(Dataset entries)
=-=-=
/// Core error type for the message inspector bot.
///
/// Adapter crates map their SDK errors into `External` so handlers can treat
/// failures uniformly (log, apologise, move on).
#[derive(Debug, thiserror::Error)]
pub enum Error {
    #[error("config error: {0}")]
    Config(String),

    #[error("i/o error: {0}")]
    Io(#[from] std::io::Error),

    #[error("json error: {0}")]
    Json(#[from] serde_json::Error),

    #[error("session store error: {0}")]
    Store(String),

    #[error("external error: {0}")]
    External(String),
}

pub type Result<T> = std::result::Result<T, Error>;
=-=-=
- [PROBLEM] Every entry, from first to last, should be written out exactly.

- [RESPONSE]
/// Core error type for the message inspector bot.
///
/// Adapter crates map their SDK errors into `External` so handlers can treat
/// failures uniformly (log, apologise, move on).
#[derive(Debug, thiserror::Error)]
pub enum Error {
    #[error("config error: {0}")]
    Config(String),

    #[error("i/o error: {0}")]
    Io(#[from] std::io::Error),

    #[error("json error: {0}")]
    Json(#[from] serde_json::Error),

    #[error("session store error: {0}")]
    Store(String),

    #[error("external error: {0}")]
    External(String),
}

pub type Result<T> = std::result::Result<T, Error>;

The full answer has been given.